The event was held in the beautiful Ward4 co-working space, who was generous enough to let us hang out in their space all day. Even better, they have already confirmed that they are willing to let us have our next one there!

Without further ado, here are the projects that got worked on:

Bungee Cars

This project was built in unity and is a top down driving game with similar rules to sumo wrestling. Players’ cars are attached to each other with a super-strong bungee cord, the goal is to jettison your opponent off of the screen. Physics is so much fun.

Bungee cars was made by Connor Henke and Ryan Gahart

Refind

An amazingly useful chrome extension that allows you to use regular expressions to search for text on a webpage. You didn’t realize just how much you needed this.
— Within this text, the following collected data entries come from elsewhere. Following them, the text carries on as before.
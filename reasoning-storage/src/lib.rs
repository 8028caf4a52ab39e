//! reasoning-storage - durable persistence, tenant config, the trace sink,
//! and HTTP clients for the graph's ontology/data collaborators.
//!
//! `reasoning-graph` is the pure state machine; this crate is everything it
//! talks to over the network or the database (§10.1): `ReasoningRepository`
//! for sessions/turns/tasks/context/clarifications, the Tenant Config
//! Resolver (§4.7), the Trace Sink (§4.4), the tenant/system runtime config
//! cache (§10.5), and [`mcp_client::HttpGraphToolAgent`] /
//! [`mcp_client::HttpDataServiceClient`].

mod mcp_client;
mod pool;
mod repository;
mod runtime_config;
mod tenant_config;
mod trace_sink;

pub use mcp_client::{HttpDataServiceClient, HttpGraphToolAgent};
pub use pool::build_pool;
pub use repository::{ReasoningRepository, RepositoryTaskRecorder};
pub use runtime_config::{RuntimeConfigCache, DEFAULT_AUDIT_PAYLOAD_MAX_CHARS};
pub use tenant_config::{TenantConfigResolver, TenantLlmConfigUpdate, TenantLlmConfigView};
pub use trace_sink::TraceSink;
Hit up @eOgas on twitter for download link.

Resumé Site

Matthew Martin was hoping to learn how to use Amazon’s S3 storage to host a static website, and to have a place to store his Unity game engine tutorials. Well, mission accomplished.
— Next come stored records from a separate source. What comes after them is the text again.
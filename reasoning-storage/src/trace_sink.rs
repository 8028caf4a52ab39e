//! The Trace Sink (§4.4): durable persistence of every trace row plus
//! best-effort external fan-out.
//!
//! [`reasoning_graph::TraceEmitter::emit`] is awaited by its callers and
//! persists the row inline, before returning, so that two emits issued
//! back-to-back land in `reasoning_trace_events` in the same order they
//! were issued (§5's "monotonic insertion order matches the caller-visible
//! causal order"). Only the external fan-out POST is detached onto the
//! Tokio runtime - its delivery order and success are not load-bearing.
//!
//! Event types outside the closed [`TraceEventType`] set - including the
//! three traversal HITL names the engine layer intentionally never emits
//! through this sink - are rewritten to `session_failed` with
//! `reason=unknown_event_type` and the original name preserved in the
//! payload, per §4.4.

use async_trait::async_trait;
use reasoning_core::{SessionId, SystemRuntimeConfig, TenantId, TraceEventType, TurnId};
use reasoning_graph::TraceEmitter;
use reqwest::Client;
use serde_json::{json, Value};
use std::str::FromStr;
use std::sync::{Arc, Mutex};
use std::time::Duration;

use crate::repository::ReasoningRepository;
use crate::runtime_config::RuntimeConfigCache;

struct ExternalClient {
    fingerprint: String,
    client: Client,
    endpoint: String,
    public_key: Option<String>,
    secret_key: Option<String>,
}

type ExternalCache = Arc<Mutex<Option<ExternalClient>>>;

/// One instance is built per graph run (it is bound to a session/turn/tenant
/// triple, which [`TraceEmitter::emit`]'s signature has no room for), and
/// handed to `reasoning-graph` as `Arc<dyn TraceEmitter>`.
pub struct TraceSink {
    repo: ReasoningRepository,
    runtime: Arc<RuntimeConfigCache>,
    secret_cipher_key: String,
    session_id: SessionId,
    turn_id: Option<TurnId>,
    tenant_id: TenantId,
    external: ExternalCache,
}

impl TraceSink {
    pub fn new(
        repo: ReasoningRepository,
        runtime: Arc<RuntimeConfigCache>,
        secret_cipher_key: String,
        session_id: SessionId,
        turn_id: Option<TurnId>,
        tenant_id: TenantId,
    ) -> Self {
        Self {
            repo,
            runtime,
            secret_cipher_key,
            session_id,
            turn_id,
            tenant_id,
            external: Arc::new(Mutex::new(None)),
        }
    }

    /// Rewrite per §4.4: unknown event types (including the three
    /// `traversal_*` names) become `session_failed` with the original name
    /// preserved in `raw_event_type`.
    fn canonicalize(event_type: &str, payload: Value) -> (&'static str, Value) {
        match TraceEventType::from_str(event_type) {
            Ok(known) => (event_type_static_str(known), payload),
            Err(_) => (
                "session_failed",
                json!({
                    "reason": "unknown_event_type",
                    "raw_event_type": event_type,
                    "original_payload": payload,
                }),
            ),
        }
    }
}

#[async_trait]
impl TraceEmitter for TraceSink {
    async fn emit(&self, step: &str, event_type: &str, payload: Value) {
        let (persisted_type, persisted_payload) = Self::canonicalize(event_type, payload);

        let insert_result = self
            .repo
            .insert_trace_event(
                self.session_id,
                self.turn_id,
                step,
                persisted_type,
                persisted_payload.clone(),
                None,
            )
            .await;
        if let Err(e) = insert_result {
            tracing::warn!(session_id = %self.session_id, error = %e, "failed to persist trace event");
        }

        let runtime = self.runtime.clone();
        let secret_cipher_key = self.secret_cipher_key.clone();
        let session_id = self.session_id;
        let turn_id = self.turn_id;
        let tenant_id = self.tenant_id;
        let external = self.external.clone();
        let step = step.to_string();

        tokio::spawn(async move {
            forward_external(
                &runtime,
                &secret_cipher_key,
                session_id,
                turn_id,
                tenant_id,
                &external,
                &step,
                persisted_type,
                &persisted_payload,
            )
            .await;
        });
    }
}

/// Rebuild the cached external client iff `config`'s fingerprint changed
/// since the cache was last populated. Returns `false` when the sink is
/// disabled or has no endpoint configured.
async fn ensure_external_client(
    external: &ExternalCache,
    secret_cipher_key: &str,
    config: &SystemRuntimeConfig,
) -> bool {
    let fingerprint = config.fingerprint();
    {
        let guard = external.lock().expect("trace sink lock poisoned");
        if let Some(existing) = guard.as_ref() {
            if existing.fingerprint == fingerprint {
                return true;
            }
        }
    }

    if !config.enabled {
        *external.lock().expect("trace sink lock poisoned") = None;
        return false;
    }
    let Some(endpoint) = config.endpoint.clone() else {
        return false;
    };
    let Ok(client) = Client::builder().timeout(Duration::from_secs(5)).build() else {
        return false;
    };
    let secret_key = match &config.secret_key_cipher {
        Some(cipher) => reasoning_crypto::decrypt(secret_cipher_key, cipher).ok(),
        None => None,
    };

    *external.lock().expect("trace sink lock poisoned") = Some(ExternalClient {
        fingerprint,
        client,
        endpoint,
        public_key: config.public_key.clone(),
        secret_key,
    });
    true
}

/// Trim `payload` to at most `max_chars` characters of its serialized JSON
/// form, for the outbound fan-out only; the persisted row is never
/// truncated.
fn trimmed_payload(payload: &Value, max_chars: usize) -> Value {
    let rendered = payload.to_string();
    if rendered.len() <= max_chars {
        return payload.clone();
    }
    json!({
        "truncated": true,
        "original_len": rendered.len(),
        "preview": rendered.chars().take(max_chars).collect::<String>(),
    })
}

#[allow(clippy::too_many_arguments)]
async fn forward_external(
    runtime: &RuntimeConfigCache,
    secret_cipher_key: &str,
    session_id: SessionId,
    turn_id: Option<TurnId>,
    tenant_id: TenantId,
    external: &ExternalCache,
    step: &str,
    event_type: &str,
    payload: &Value,
) {
    let config = runtime.current();
    if !config.enabled {
        return;
    }
    if !ensure_external_client(external, secret_cipher_key, &config).await {
        return;
    }

    let max_chars = runtime
        .audit_payload_max_chars_for(tenant_id)
        .await
        .unwrap_or(crate::runtime_config::DEFAULT_AUDIT_PAYLOAD_MAX_CHARS) as usize;
    let trimmed = trimmed_payload(payload, max_chars);

    let request = {
        let guard = external.lock().expect("trace sink lock poisoned");
        let Some(client) = guard.as_ref() else {
            return;
        };
        let body = json!({
            "session_id": session_id.to_string(),
            "turn_id": turn_id.map(|t| t.to_string()),
            "step": step,
            "event_type": event_type,
            "public_key": client.public_key,
            "payload": trimmed,
        });
        let request = client.client.post(&client.endpoint).json(&body);
        match &client.secret_key {
            Some(key) => request.header("Authorization", format!("Bearer {key}")),
            None => request,
        }
    };

    // Best-effort: failures are swallowed, never surfaced to the run.
    if let Err(e) = request.send().await {
        tracing::debug!(session_id = %session_id, error = %e, "external trace fan-out failed");
    }
}

fn event_type_static_str(event_type: TraceEventType) -> &'static str {
    match event_type {
        TraceEventType::IntentParsed => "intent_parsed",
        TraceEventType::AttributesMatched => "attributes_matched",
        TraceEventType::OntologiesLocated => "ontologies_located",
        TraceEventType::TaskPlanned => "task_planned",
        TraceEventType::TaskExecuted => "task_executed",
        TraceEventType::ClarificationAsked => "clarification_asked",
        TraceEventType::RecoveryTriggered => "recovery_triggered",
        TraceEventType::SessionCompleted => "session_completed",
        TraceEventType::SessionFailed => "session_failed",
        TraceEventType::SessionStarted => "session_started",
        TraceEventType::McpCallRequested => "mcp_call_requested",
        TraceEventType::McpCallCompleted => "mcp_call_completed",
        TraceEventType::LlmPromptSent => "llm_prompt_sent",
        TraceEventType::LlmResponseReceived => "llm_response_received",
    }
}

#[cfg(test)]
mod tests {
    use super::*;

    #[test]
    fn canonicalize_passes_known_event_types_through() {
        let (event_type, payload) = TraceSink::canonicalize("session_started", json!({"a": 1}));
        assert_eq!(event_type, "session_started");
        assert_eq!(payload, json!({"a": 1}));
    }

    #[test]
    fn canonicalize_rewrites_unknown_event_types_to_session_failed() {
        let (event_type, payload) =
            TraceSink::canonicalize("traversal_confirmation_requested", json!({"from": "a"}));
        assert_eq!(event_type, "session_failed");
        assert_eq!(payload["reason"], "unknown_event_type");
        assert_eq!(payload["raw_event_type"], "traversal_confirmation_requested");
        assert_eq!(payload["original_payload"], json!({"from": "a"}));
    }

    #[test]
    fn trimmed_payload_passes_through_small_payloads() {
        let payload = json!({"a": 1});
        assert_eq!(trimmed_payload(&payload, 10_000), payload);
    }

    #[test]
    fn trimmed_payload_truncates_oversized_payloads() {
        let payload = json!({"blob": "x".repeat(5_000)});
        let trimmed = trimmed_payload(&payload, 100);
        assert_eq!(trimmed["truncated"], true);
        assert!(trimmed["preview"].as_str().unwrap().len() <= 100);
    }
}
http://mattsblogpractice.s3-website-us-west-2.amazonaws.com/

QWERTYQuest

Made by our very own Lyzzi Brooks, QWERTYQuest is a typing defense game – type the word before the monster attacks your castle. Built with the Unity game engine.

Code: https://github.com/brookse/QwertyQuest
Twitter: http://twitter.com/Lyzzi_Lightyear

Civilians

Another game made by one of the RokkinCat crew, Alex Solo made this sim game using meteorJS. The game simulates all of the people in a town and how they interact with each other, each person is a certain amount of good or bad, and can impact the morality of the other townspeople. Put bad people in jail, and make everyone happy!

Interact with him on twitter @civilframe to affect his happiness levels

A Something

Proving once again that naming things is the hardest part of programming, Derek Hanson worked at learning the swift programming language and made a text to speech application for iPhone. Turns out you can make siri say anything you want if you know how to code.

Cirdan

A library which uses python decorators to auto-generate html documentation for your code. Maybe now you’ll actually write your docs?